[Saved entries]
[Start of section]

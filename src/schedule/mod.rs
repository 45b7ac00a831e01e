//! Device schedules
//!
//! Matches schedule entries against a window of simulated time and produces
//! the actions due in that window, in chronological order. Large time scales
//! can push several schedule instants — even several days — into a single
//! tick; every crossing in `(prev, now]` fires exactly once.
//!
//! Firing an action mutates the target device's state and nothing else; the
//! scheduler never reads or writes telemetry.

use serde::{Deserialize, Serialize};

use crate::core::time::{SimDate, SimTime, TimeOfDay, Weekday, MILLIS_PER_DAY};
use crate::core::types::{DeviceId, RoomId};
use crate::hierarchy::device::{Device, DeviceKind, DeviceState, StateValue};

/// A state mutation a schedule entry (or an external caller) can request
#[derive(Debug, Clone, PartialEq, Serialize, Deserialize)]
#[serde(tag = "type", rename_all = "snake_case")]
pub enum Action {
    PowerOn,
    PowerOff,
    SetState { key: String, value: StateValue },
    SetTargetTemperature { value: f64 },
    SetMode { mode: String },
    Lock,
    Unlock,
}

impl Action {
    /// Whether a device of the given type accepts this action
    pub fn supported_by(&self, kind: DeviceKind) -> bool {
        match self {
            Action::PowerOn | Action::PowerOff | Action::SetState { .. } => true,
            Action::SetTargetTemperature { .. } | Action::SetMode { .. } => {
                kind == DeviceKind::Hvac
            }
            Action::Lock | Action::Unlock => kind == DeviceKind::AccessControl,
        }
    }

    /// Apply the action to a device's state, returning the entries written
    pub fn apply(&self, kind: DeviceKind, state: &mut DeviceState) -> Vec<(String, StateValue)> {
        let writes: Vec<(String, StateValue)> = match self {
            Action::PowerOn => match kind {
                DeviceKind::SmartLight | DeviceKind::SmartPlug => {
                    vec![("power_state".into(), StateValue::Bool(true))]
                }
                DeviceKind::Hvac => vec![("mode".into(), StateValue::Text("auto".into()))],
                DeviceKind::Camera => vec![("recording".into(), StateValue::Bool(true))],
                _ => vec![("status".into(), StateValue::Text("active".into()))],
            },
            Action::PowerOff => match kind {
                DeviceKind::SmartLight | DeviceKind::SmartPlug => {
                    vec![("power_state".into(), StateValue::Bool(false))]
                }
                DeviceKind::Hvac => vec![("mode".into(), StateValue::Text("off".into()))],
                DeviceKind::Camera => vec![("recording".into(), StateValue::Bool(false))],
                _ => vec![("status".into(), StateValue::Text("standby".into()))],
            },
            Action::SetState { key, value } => vec![(key.clone(), value.clone())],
            Action::SetTargetTemperature { value } => {
                vec![("target_temperature".into(), StateValue::Float(*value))]
            }
            Action::SetMode { mode } => vec![("mode".into(), StateValue::Text(mode.clone()))],
            Action::Lock => vec![("locked".into(), StateValue::Bool(true))],
            Action::Unlock => vec![("locked".into(), StateValue::Bool(false))],
        };
        for (k, v) in &writes {
            state.set(k.clone(), v.clone());
        }
        writes
    }
}

/// Named predicate gating a schedule entry, resolved at the instant the
/// entry's time-of-day is crossed.
#[derive(Debug, Clone, PartialEq, Serialize, Deserialize)]
#[serde(tag = "type", rename_all = "snake_case")]
pub enum Condition {
    RoomOccupied,
    RoomVacant,
    BuildingOccupied,
    BuildingVacant,
    DeviceStateTrue { device_id: DeviceId, key: String },
    DeviceStateFalse { device_id: DeviceId, key: String },
}

/// Occupancy and device-state lookups a condition needs. Implemented by the
/// run context over its state table.
pub trait ConditionSource {
    fn room_occupied(&self, room: &RoomId) -> bool;
    /// Occupancy of the building containing `room`
    fn building_occupied(&self, room: &RoomId) -> bool;
    fn device_state_bool(&self, device: &DeviceId, key: &str) -> Option<bool>;
}

impl Condition {
    pub fn evaluate(&self, room: &RoomId, src: &dyn ConditionSource) -> bool {
        match self {
            Condition::RoomOccupied => src.room_occupied(room),
            Condition::RoomVacant => !src.room_occupied(room),
            Condition::BuildingOccupied => src.building_occupied(room),
            Condition::BuildingVacant => !src.building_occupied(room),
            Condition::DeviceStateTrue { device_id, key } => {
                src.device_state_bool(device_id, key).unwrap_or(false)
            }
            Condition::DeviceStateFalse { device_id, key } => {
                !src.device_state_bool(device_id, key).unwrap_or(false)
            }
        }
    }
}

/// One entry in a device's schedule
#[derive(Debug, Clone, PartialEq, Serialize, Deserialize)]
pub struct ScheduleEntry {
    pub action: Action,
    pub time_of_day: TimeOfDay,
    /// Eligible weekdays; `None` means every day
    #[serde(default)]
    pub days: Option<Vec<Weekday>>,
    /// If set, the entry fires only on this date and `days` is ignored
    #[serde(default)]
    pub date: Option<SimDate>,
    #[serde(default)]
    pub condition: Option<Condition>,
}

impl ScheduleEntry {
    fn matches_day(&self, day_number: u64) -> bool {
        if let Some(date) = &self.date {
            return date.day_number() == day_number as i64;
        }
        match &self.days {
            None => true,
            Some(days) => days.contains(&Weekday::from_day_number(day_number)),
        }
    }
}

/// A schedule entry that came due, pinned to the instant it crossed
#[derive(Debug, Clone)]
pub struct FiredAction {
    pub device_id: DeviceId,
    /// Index into the device's schedule, breaks ties at equal instants
    pub entry_index: usize,
    pub at: SimTime,
    pub action: Action,
}

/// All schedule actions for `device` due in `(prev, now]`, in chronological
/// order (declaration order at equal instants).
pub fn due_actions(
    device: &Device,
    prev: SimTime,
    now: SimTime,
    src: &dyn ConditionSource,
) -> Vec<FiredAction> {
    let mut fired = Vec::new();
    if now <= prev {
        return fired;
    }

    for (entry_index, entry) in device.schedule.iter().enumerate() {
        // Each day the window touches contributes one candidate instant.
        for day in prev.day_number()..=now.day_number() {
            let at = SimTime(day * MILLIS_PER_DAY + entry.time_of_day.as_millis_into_day());
            if at <= prev || at > now || !entry.matches_day(day) {
                continue;
            }
            let gated_off = entry
                .condition
                .as_ref()
                .is_some_and(|c| !c.evaluate(&device.room_id, src));
            if gated_off {
                continue;
            }
            fired.push(FiredAction {
                device_id: device.id.clone(),
                entry_index,
                at,
                action: entry.action.clone(),
            });
        }
    }

    fired.sort_by(|a, b| a.at.cmp(&b.at).then(a.entry_index.cmp(&b.entry_index)));
    fired
}

#[cfg(test)]
mod tests {
    use super::*;
    use crate::core::types::RoomId;
    use crate::hierarchy::device::DeviceConfig;

    struct NoOccupancy;

    impl ConditionSource for NoOccupancy {
        fn room_occupied(&self, _room: &RoomId) -> bool {
            false
        }
        fn building_occupied(&self, _room: &RoomId) -> bool {
            false
        }
        fn device_state_bool(&self, _device: &DeviceId, _key: &str) -> Option<bool> {
            None
        }
    }

    fn light_with_schedule(schedule: Vec<ScheduleEntry>) -> Device {
        Device {
            id: DeviceId::new("light-1"),
            kind: DeviceKind::SmartLight,
            room_id: RoomId::new("room-1"),
            config: DeviceConfig::default(),
            schedule,
            dependencies: vec![],
            initial_state: DeviceState::default(),
        }
    }

    fn entry_at(tod: &str, action: Action) -> ScheduleEntry {
        ScheduleEntry {
            action,
            time_of_day: tod.parse().unwrap(),
            days: None,
            date: None,
            condition: None,
        }
    }

    #[test]
    fn test_single_crossing_fires_once() {
        let device = light_with_schedule(vec![entry_at("06:00", Action::PowerOn)]);
        // Window 05:59 -> 06:01 on day 0
        let fired = due_actions(&device, SimTime(21_540_000), SimTime(21_660_000), &NoOccupancy);
        assert_eq!(fired.len(), 1);
        assert_eq!(fired[0].at, SimTime(21_600_000));
    }

    #[test]
    fn test_window_is_left_exclusive() {
        let device = light_with_schedule(vec![entry_at("06:00", Action::PowerOn)]);
        let six_am = SimTime(21_600_000);
        // Entry exactly at the window start already fired last window
        assert!(due_actions(&device, six_am, SimTime(21_700_000), &NoOccupancy).is_empty());
        // ...but fires when it is the window end
        assert_eq!(
            due_actions(&device, SimTime(21_500_000), six_am, &NoOccupancy).len(),
            1
        );
    }

    #[test]
    fn test_multiple_crossings_fire_chronologically() {
        let device = light_with_schedule(vec![
            entry_at("18:00", Action::PowerOff),
            entry_at("06:00", Action::PowerOn),
        ]);
        // A window spanning two full days: each entry fires twice
        let fired = due_actions(
            &device,
            SimTime(0),
            SimTime(2 * MILLIS_PER_DAY),
            &NoOccupancy,
        );
        assert_eq!(fired.len(), 4);
        let times: Vec<u64> = fired.iter().map(|f| f.at.0).collect();
        let mut sorted = times.clone();
        sorted.sort_unstable();
        assert_eq!(times, sorted);
        assert!(matches!(fired[0].action, Action::PowerOn));
        assert!(matches!(fired[1].action, Action::PowerOff));
    }

    #[test]
    fn test_declaration_order_breaks_ties() {
        let device = light_with_schedule(vec![
            entry_at("06:00", Action::PowerOff),
            entry_at("06:00", Action::PowerOn),
        ]);
        let fired = due_actions(&device, SimTime(0), SimTime(MILLIS_PER_DAY), &NoOccupancy);
        assert_eq!(fired.len(), 2);
        assert_eq!(fired[0].entry_index, 0);
        assert_eq!(fired[1].entry_index, 1);
    }

    #[test]
    fn test_weekday_filter() {
        let mut entry = entry_at("12:00", Action::PowerOn);
        entry.days = Some(vec![Weekday::Monday]);
        let device = light_with_schedule(vec![entry]);
        // Day 0 is a Thursday, day 4 is the first Monday
        let fired = due_actions(
            &device,
            SimTime(0),
            SimTime(7 * MILLIS_PER_DAY),
            &NoOccupancy,
        );
        assert_eq!(fired.len(), 1);
        assert_eq!(fired[0].at.day_number(), 4);
    }

    #[test]
    fn test_date_takes_precedence_over_days() {
        // days would match every Monday; the date pins it to one Friday
        let mut entry = entry_at("12:00", Action::PowerOn);
        entry.days = Some(vec![Weekday::Monday]);
        entry.date = Some("1970-01-02".parse().unwrap());
        let device = light_with_schedule(vec![entry]);
        let fired = due_actions(
            &device,
            SimTime(0),
            SimTime(14 * MILLIS_PER_DAY),
            &NoOccupancy,
        );
        assert_eq!(fired.len(), 1);
        assert_eq!(fired[0].at.day_number(), 1);
    }

    #[test]
    fn test_condition_gates_firing() {
        let mut entry = entry_at("12:00", Action::PowerOn);
        entry.condition = Some(Condition::RoomOccupied);
        let device = light_with_schedule(vec![entry]);
        let fired = due_actions(&device, SimTime(0), SimTime(MILLIS_PER_DAY), &NoOccupancy);
        assert!(fired.is_empty());

        struct Occupied;
        impl ConditionSource for Occupied {
            fn room_occupied(&self, _room: &RoomId) -> bool {
                true
            }
            fn building_occupied(&self, _room: &RoomId) -> bool {
                true
            }
            fn device_state_bool(&self, _device: &DeviceId, _key: &str) -> Option<bool> {
                None
            }
        }
        let fired = due_actions(&device, SimTime(0), SimTime(MILLIS_PER_DAY), &Occupied);
        assert_eq!(fired.len(), 1);
    }

    #[test]
    fn test_action_support_by_kind() {
        assert!(Action::Lock.supported_by(DeviceKind::AccessControl));
        assert!(!Action::Lock.supported_by(DeviceKind::SmartLight));
        assert!(Action::SetMode { mode: "cool".into() }.supported_by(DeviceKind::Hvac));
        assert!(!Action::SetTargetTemperature { value: 20.0 }.supported_by(DeviceKind::Camera));
        assert!(Action::PowerOff.supported_by(DeviceKind::Co2Sensor));
    }

    #[test]
    fn test_power_off_maps_to_kind_specific_state() {
        let mut state = DeviceState::default();
        Action::PowerOff.apply(DeviceKind::Hvac, &mut state);
        assert_eq!(state.get_text("mode"), Some("off"));

        let mut state = DeviceState::default();
        Action::PowerOff.apply(DeviceKind::TemperatureSensor, &mut state);
        assert_eq!(state.get_text("status"), Some("standby"));
    }
}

[End of section]

Task description.
Identify every line above that includes the word "ConditionSource", and show those lines.

Solved problem.
pub trait ConditionSource {
    pub fn evaluate(&self, room: &RoomId, src: &dyn ConditionSource) -> bool {
    src: &dyn ConditionSource,
    impl ConditionSource for NoOccupancy {
        impl ConditionSource for Occupied {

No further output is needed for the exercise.